But let's ignore the minutiae of what the word 'abuse' means in the domestic context, and instead focus on the appropriateness of the metaphor for Scotland's constitutional position. The unsuitability of the comparison is perhaps best illustrated by the similar metaphor employed by SNP minister Angela Constance in her party's election brochure...er...manifesto from last year:
When you get paid at the end of the month you don’t give that money to your next door neighbours and let them decide what you can spend.Nonsense. Perhaps more like living in a shared block of flats and contributing to its collective upkeep. You and others in a minority might not like what the committee spends the money on, but unfortunately that's how democracy works. Of course, it's perfectly feasible for one group to break off and make its own arrangements, but if those disgruntled by the status quo can't get a plausible breakaway group together then tough. Again, that's how democracy works.

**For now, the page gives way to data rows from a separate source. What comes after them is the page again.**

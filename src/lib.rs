use anyhow::{Context, Result};
use std::sync::Arc;
use tokio::net::TcpListener;
use tokio::signal;
use tracing_subscriber::{layer::SubscriberExt, util::SubscriberInitExt};

pub mod config;
pub mod context;
pub mod error;
pub mod projection;
pub mod routes;
pub mod session;
pub mod upstream;
pub mod utils;
pub mod validation;

use config::Config;
use context::AppContext;

/// Serve the router on an already bound listener until Ctrl-C
pub async fn serve(listener: TcpListener, app_context: Arc<AppContext>) -> Result<()> {
    let app = routes::create_router(app_context);

    axum::serve(listener, app)
        .with_graceful_shutdown(async {
            if let Err(e) = signal::ctrl_c().await {
                tracing::error!(error = %e, "Failed to listen for shutdown signal");
                std::future::pending::<()>().await;
            }
            tracing::info!("Shutdown signal received. Shutting down...");
        })
        .await
        .context("Failed to start server")
}

pub async fn run() -> Result<()> {
    let config = Config::from_env()?;

    tracing_subscriber::registry()
        .with(tracing_subscriber::EnvFilter::new(config.rust_log.clone()))
        .with(tracing_subscriber::fmt::layer())
        .init();

    tracing::info!("=== Dashboard API Starting ===");
    tracing::info!(
        environment = ?config.environment,
        dashboard_url = %config.dashboard_url,
        upstream = %config.upstream.graphql_url,
        circuit_breaker = config.upstream.circuit_breaker.enabled,
        "Configuration loaded"
    );

    let bind_address = config.bind_address();
    let app_context = Arc::new(AppContext::from_config(config)?);

    let listener = TcpListener::bind(&bind_address)
        .await
        .with_context(|| format!("Failed to bind to {}", bind_address))?;
    tracing::info!("Listening on http://{}", bind_address);

    serve(listener, app_context).await
}
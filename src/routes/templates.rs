use axum::{Json, extract::State};
use std::sync::Arc;

use crate::context::AppContext;
use crate::error::AppError;
use crate::projection::template_edges;
use crate::routes::extractors::Session;
use crate::upstream::types::{Edge, Template};

/// GET /templates
pub async fn list_templates(
    State(ctx): State<Arc<AppContext>>,
    Session(token): Session,
) -> Result<Json<Vec<Edge<Template>>>, AppError> {
    let templates = ctx.platform.templates(&token).await?;
    Ok(Json(template_edges(templates)))
}
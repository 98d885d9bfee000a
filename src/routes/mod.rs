// ============================================================================
// Axum Routes Module
// ============================================================================
//
// Every protected route resolves the session, validates its input, forwards
// exactly one upstream operation and projects the result.
//
// Structure:
// - mod.rs: Main router assembly and middleware
// - sessions.rs: Login, logout and the current session
// - projects.rs: Projects, service creation and template deploys
// - services.rs: Service lookup and deletion
// - deployments.rs: Deployment removal, logs, cancel and restart
// - github.rs: GitHub repos and writable scopes
// - templates.rs: Template catalogue
// - health.rs: Liveness endpoint
// - extractors.rs: Custom Axum extractors (session, UUID path, bodies)
// - middleware.rs: Request logging, security headers
//
// ============================================================================

mod deployments;
mod extractors;
mod github;
mod health;
mod middleware;
mod projects;
mod services;
mod sessions;
mod templates;

use axum::{
    Router,
    http::{HeaderMap, HeaderValue, Method, StatusCode, Uri, header::HOST, request::Parts},
    response::IntoResponse,
    routing::{delete, get, post},
};
use std::sync::Arc;
use std::time::Duration;
use tower::ServiceBuilder;
use tower_http::cors::{AllowHeaders, AllowOrigin, CorsLayer};
use tower_http::trace::TraceLayer;

use crate::config::{CORS_MAX_AGE_SECS, Config};
use crate::context::AppContext;

pub use extractors::{Session, UuidPath, ValidForm, ValidJson};

/// Create the main application router with all routes
pub fn create_router(app_context: Arc<AppContext>) -> Router {
    // Every path also answers unmatched methods with the plain 404
    let router = Router::new()
        // Sessions
        .route(
            "/sessions",
            post(sessions::create_session)
                .get(sessions::get_session)
                .fallback(not_found),
        )
        .route(
            "/sessions/destroy",
            get(sessions::destroy).fallback(not_found),
        )
        // Projects
        .route(
            "/projects",
            post(projects::create_project).fallback(not_found),
        )
        .route(
            "/projects/:id",
            get(projects::get_project).fallback(not_found),
        )
        .route(
            "/project/:id/services",
            post(projects::create_service).fallback(not_found),
        )
        .route(
            "/project/:id/deploy-template",
            post(projects::deploy_template).fallback(not_found),
        )
        // GitHub
        .route(
            "/github/repos",
            get(github::list_repos).fallback(not_found),
        )
        .route(
            "/github/scopes",
            get(github::list_scopes).fallback(not_found),
        )
        // Templates
        .route(
            "/templates",
            get(templates::list_templates).fallback(not_found),
        )
        // Services
        .route(
            "/services/:id",
            get(services::get_service)
                .delete(services::delete_service)
                .fallback(not_found),
        )
        // Deployments
        .route(
            "/deployments/:id",
            delete(deployments::remove_deployment).fallback(not_found),
        )
        .route(
            "/deployments/:id/logs",
            get(deployments::deployment_logs).fallback(not_found),
        )
        .route(
            "/deployments/:id/cancel",
            post(deployments::cancel_deployment).fallback(not_found),
        )
        .route(
            "/deployments/:id/restart",
            post(deployments::restart_deployment).fallback(not_found),
        )
        // Health
        .route("/healthz", get(health::healthz).fallback(not_found))
        .fallback(not_found);

    // Request logging is a development aid only
    let router = if app_context.config.environment.is_development() {
        router.layer(axum::middleware::from_fn(middleware::request_logging))
    } else {
        router
    };

    router
        // Apply middleware (order matters - last added runs first)
        .layer(
            ServiceBuilder::new()
                // Tracing layer (outermost - runs first)
                .layer(TraceLayer::new_for_http())
                // Security headers
                .layer(axum::middleware::from_fn(middleware::add_security_headers))
                // CORS (answers preflights before routing)
                .layer(cors_layer(&app_context.config))
                .into_inner(),
        )
        .with_state(app_context)
}

/// CORS for the dashboard origin, with credentials
fn cors_layer(config: &Config) -> CorsLayer {
    let dashboard_origin = config.dashboard_origin();

    CorsLayer::new()
        .allow_origin(AllowOrigin::predicate(
            move |origin: &HeaderValue, _: &Parts| origin.as_bytes() == dashboard_origin.as_bytes(),
        ))
        .allow_methods([
            Method::GET,
            Method::POST,
            Method::PUT,
            Method::PATCH,
            Method::DELETE,
            Method::OPTIONS,
        ])
        .allow_headers(AllowHeaders::mirror_request())
        .allow_credentials(true)
        .max_age(Duration::from_secs(CORS_MAX_AGE_SECS))
}

/// Fallback for undeclared paths
async fn not_found(uri: Uri, headers: HeaderMap) -> impl IntoResponse {
    let host = headers
        .get(HOST)
        .and_then(|v| v.to_str().ok())
        .unwrap_or("localhost");

    (
        StatusCode::NOT_FOUND,
        format!("Not found: http://{}{}", host, uri),
    )
}
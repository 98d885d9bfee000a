use crate::config::Config;
use crate::upstream::{HttpTransport, PlatformClient};
use std::sync::Arc;

/// Application context containing shared dependencies
///
/// Both members are immutable after startup; requests share nothing else.
#[derive(Clone)]
pub struct AppContext {
    pub config: Arc<Config>,
    pub platform: Arc<PlatformClient>,
}

impl AppContext {
    /// Creates a new application context
    pub fn new(config: Arc<Config>, platform: Arc<PlatformClient>) -> Self {
        Self { config, platform }
    }

    /// Build the production context: the platform client talks HTTP to the
    /// configured GraphQL endpoint
    pub fn from_config(config: Config) -> anyhow::Result<Self> {
        let transport = HttpTransport::new(&config.upstream)?;
        let platform = PlatformClient::new(Arc::new(transport));
        Ok(Self::new(Arc::new(config), Arc::new(platform)))
    }
}
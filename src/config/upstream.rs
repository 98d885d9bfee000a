// ============================================================================
// Upstream Configuration
// ============================================================================

use anyhow::Context;

use super::parse_var;

const DEFAULT_GRAPHQL_URL: &str = "https://backboard.railway.app/graphql/v2";
const DEFAULT_TIMEOUT_SECS: u64 = 30;

/// Upstream GraphQL API configuration
#[derive(Clone, Debug)]
pub struct UpstreamConfig {
    /// GraphQL endpoint every forwarded operation is sent to
    pub graphql_url: String,
    /// Request timeout applied by the HTTP client (seconds)
    pub timeout_secs: u64,
    pub circuit_breaker: CircuitBreakerConfig,
}

/// Circuit breaker configuration for the upstream client
#[derive(Clone, Debug)]
pub struct CircuitBreakerConfig {
    /// Disabled by default: requests then share no state with each other
    pub enabled: bool,
    /// Consecutive failures before the circuit opens
    pub failure_threshold: u32,
    /// Successes in half-open state before the circuit closes
    pub success_threshold: u32,
    /// How long the circuit stays open before probing again (seconds)
    pub timeout_secs: u64,
}

impl Default for CircuitBreakerConfig {
    fn default() -> Self {
        Self {
            enabled: false,
            failure_threshold: 5,
            success_threshold: 2,
            timeout_secs: 60,
        }
    }
}

impl Default for UpstreamConfig {
    fn default() -> Self {
        Self {
            graphql_url: DEFAULT_GRAPHQL_URL.to_string(),
            timeout_secs: DEFAULT_TIMEOUT_SECS,
            circuit_breaker: CircuitBreakerConfig::default(),
        }
    }
}

impl UpstreamConfig {
    pub(crate) fn from_vars<F>(var: &F) -> anyhow::Result<Self>
    where
        F: Fn(&str) -> Option<String>,
    {
        let defaults = CircuitBreakerConfig::default();

        let graphql_url =
            var("UPSTREAM_GRAPHQL_URL").unwrap_or_else(|| DEFAULT_GRAPHQL_URL.to_string());
        if url::Url::parse(&graphql_url).is_err() {
            anyhow::bail!("UPSTREAM_GRAPHQL_URL is not a valid URL: {}", graphql_url);
        }

        // "TRUE" and "True" are accepted; anything but true/false is not
        let enabled = match var("UPSTREAM_CIRCUIT_BREAKER_ENABLED") {
            Some(value) => value.trim().to_lowercase().parse().with_context(|| {
                format!("UPSTREAM_CIRCUIT_BREAKER_ENABLED has an invalid value: {}", value)
            })?,
            None => defaults.enabled,
        };

        Ok(Self {
            graphql_url,
            timeout_secs: parse_var(var, "UPSTREAM_TIMEOUT_SECS", DEFAULT_TIMEOUT_SECS)?,
            circuit_breaker: CircuitBreakerConfig {
                enabled,
                failure_threshold: parse_var(
                    var,
                    "UPSTREAM_CB_FAILURE_THRESHOLD",
                    defaults.failure_threshold,
                )?,
                success_threshold: parse_var(
                    var,
                    "UPSTREAM_CB_SUCCESS_THRESHOLD",
                    defaults.success_threshold,
                )?,
                timeout_secs: parse_var(var, "UPSTREAM_CB_TIMEOUT_SECS", defaults.timeout_secs)?,
            },
        })
    }
}
use axum::{http::StatusCode, response::IntoResponse};
use serde_json::json;
use thiserror::Error;

use crate::upstream::UpstreamError;

pub type AppResult<T> = Result<T, AppError>;

/// Application error type
///
/// Every failure a route can produce collapses into one of these variants,
/// which decide the HTTP status and the body the client sees.
#[derive(Error, Debug)]
pub enum AppError {
    // ===== Authentication Errors =====
    #[error("Authentication error: {0}")]
    Auth(String),

    // ===== Validation Errors =====
    #[error("Validation error: {0}")]
    Validation(String),

    // ===== Upstream Errors =====
    #[error("Upstream error in {operation}: {source}")]
    Upstream {
        operation: &'static str,
        #[source]
        source: UpstreamError,
    },

    // ===== Internal Server Errors =====
    #[error("Internal server error: {0}")]
    Internal(String),
}

impl AppError {
    /// Get the HTTP status code for this error
    pub fn status_code(&self) -> StatusCode {
        match self {
            AppError::Auth(_) => StatusCode::UNAUTHORIZED,
            AppError::Validation(_) => StatusCode::BAD_REQUEST,
            AppError::Upstream { .. } | AppError::Internal(_) => StatusCode::INTERNAL_SERVER_ERROR,
        }
    }

    /// Get a user-friendly error message (without sensitive details)
    pub fn user_message(&self) -> String {
        match self {
            AppError::Auth(msg) => msg.clone(),
            AppError::Validation(msg) => format!("Validation error: {}", msg),
            _ => "Internal server error".to_string(),
        }
    }

    /// Get error code for programmatic error handling
    pub fn error_code(&self) -> &'static str {
        match self {
            AppError::Auth(_) => "AUTH_ERROR",
            AppError::Validation(_) => "VALIDATION_ERROR",
            AppError::Upstream { .. } => "UPSTREAM_ERROR",
            AppError::Internal(_) => "INTERNAL_ERROR",
        }
    }

    /// Log this error with appropriate level and context
    pub fn log(&self) {
        let status = self.status_code();
        let code = self.error_code();

        if status.is_server_error() {
            tracing::error!(
                error = %self,
                error_code = %code,
                status = %status.as_u16(),
                "Server error occurred"
            );
        } else if status == StatusCode::UNAUTHORIZED {
            tracing::warn!(
                error = %self,
                error_code = %code,
                "Authentication failed"
            );
        } else {
            tracing::debug!(
                error = %self,
                error_code = %code,
                "Client error occurred"
            );
        }
    }
}

impl IntoResponse for AppError {
    fn into_response(self) -> axum::response::Response {
        self.log();

        let status = self.status_code();

        // Server errors carry no detail: upstream internals stay server-side
        let body = json!({
            "error": self.user_message(),
            "error_code": self.error_code(),
            "status": status.as_u16(),
        });

        (status, axum::Json(body)).into_response()
    }
}

// ============================================================================
// Helper functions for creating common errors
// ============================================================================

impl AppError {
    /// Create an authentication error
    pub fn auth(msg: impl Into<String>) -> Self {
        AppError::Auth(msg.into())
    }

    /// Create a validation error
    pub fn validation(msg: impl Into<String>) -> Self {
        AppError::Validation(msg.into())
    }

    /// Create an internal server error
    pub fn internal(msg: impl Into<String>) -> Self {
        AppError::Internal(msg.into())
    }

    /// Wrap a failed upstream call
    pub fn upstream(operation: &'static str, source: UpstreamError) -> Self {
        AppError::Upstream { operation, source }
    }
}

Thus Angela Constance makes it sound like Scotland is giving money to England which then does as it pleases with it. But that's not what happens. Scotland gives money - as does England - to a shared endeavour called the UK, in which Scotland is represented, and in relation to which Scots have never demonstrated any majority inclination to leave. Of course, it's self-evident that many don't like this relationship, but again that's democracy. By the same token, if a majority of Scots want to end the relationship then fine, but in that regard we're currently waiting on Alex Salmond giving us the chance to have our say.
Similarly, it's self-evident that when Alex Salmond, Joan McAlpine et al refer to an abuse of power they essentially mean anything democratically decided that they don't agree with, thus it's the usual litany of UK defence policy, budgetary considerations etc. Of course, this blog will be the last to claim that UK democracy is anything like perfect, but surely there should be a bit more nuance than merely shouting 'abuse of power' at any decision we disagree with?
Thus take this idea to its logical conclusion and 'abuse of power' could be applied to any entity in a democracy subject to anything they don't particularly like.
So an independent Scotland at the 'heart of Europe' and the EU does something the SNP doesn't like. Abuse of power.
The SNP Government browbeating local authorities into accepting a council tax freeze and implementing the Curriculum for Excellence. Abuse of power.
The SNP Government telling smokers that they can't have a puff while on private property or that drinkers can't have a swally unless they pay a certain minimum price decreed by politicians. Abuse of power.
The Scottish Government foisting its policies - and even perhaps an illegal referendum - onto the three quarters of eligible Scottish voters who didn't vote for the SNP in last year's election. Abuse of power.
Dundee City Council changing the timing of my wheelie bin collection. Abuse of power. Actually, it's a bit better for me, so no abuse of power. But I'm sure it's inconvenient for others, thus an abuse of power.
Of course governments at all levels can abuse their powers in many different ways, but when politicians bandy such words about in relation to whatever they simply find unpalatable then their critique quickly loses its effectiveness and begins to look ridiculous. Indeed, just like overblown interpretations of what's meant by 'abuse' in the context of domestic relationships between couples.
But take Salmond's and McAlpine's arguments to their logical conclusion and in some ways the stronger a government is the more it is abusing its power. Thus the SNP now effectively enjoys unprecedented untrammelled power in the Holyrood context, and indeed even as regards the slightly less than a quarter of the 'people of Scotland' who positively endorsed the party it must be doing some things that they don't like, and that's without even considering the majority who didn't endorse the Nationalists!
So in effect Alex Salmond and Joan McAlpine are arguing that what's often called the likes of an 'overwhelming democratic mandate' at Holyrood is in fact symptomatic of an ongoing and systemic abuse of power.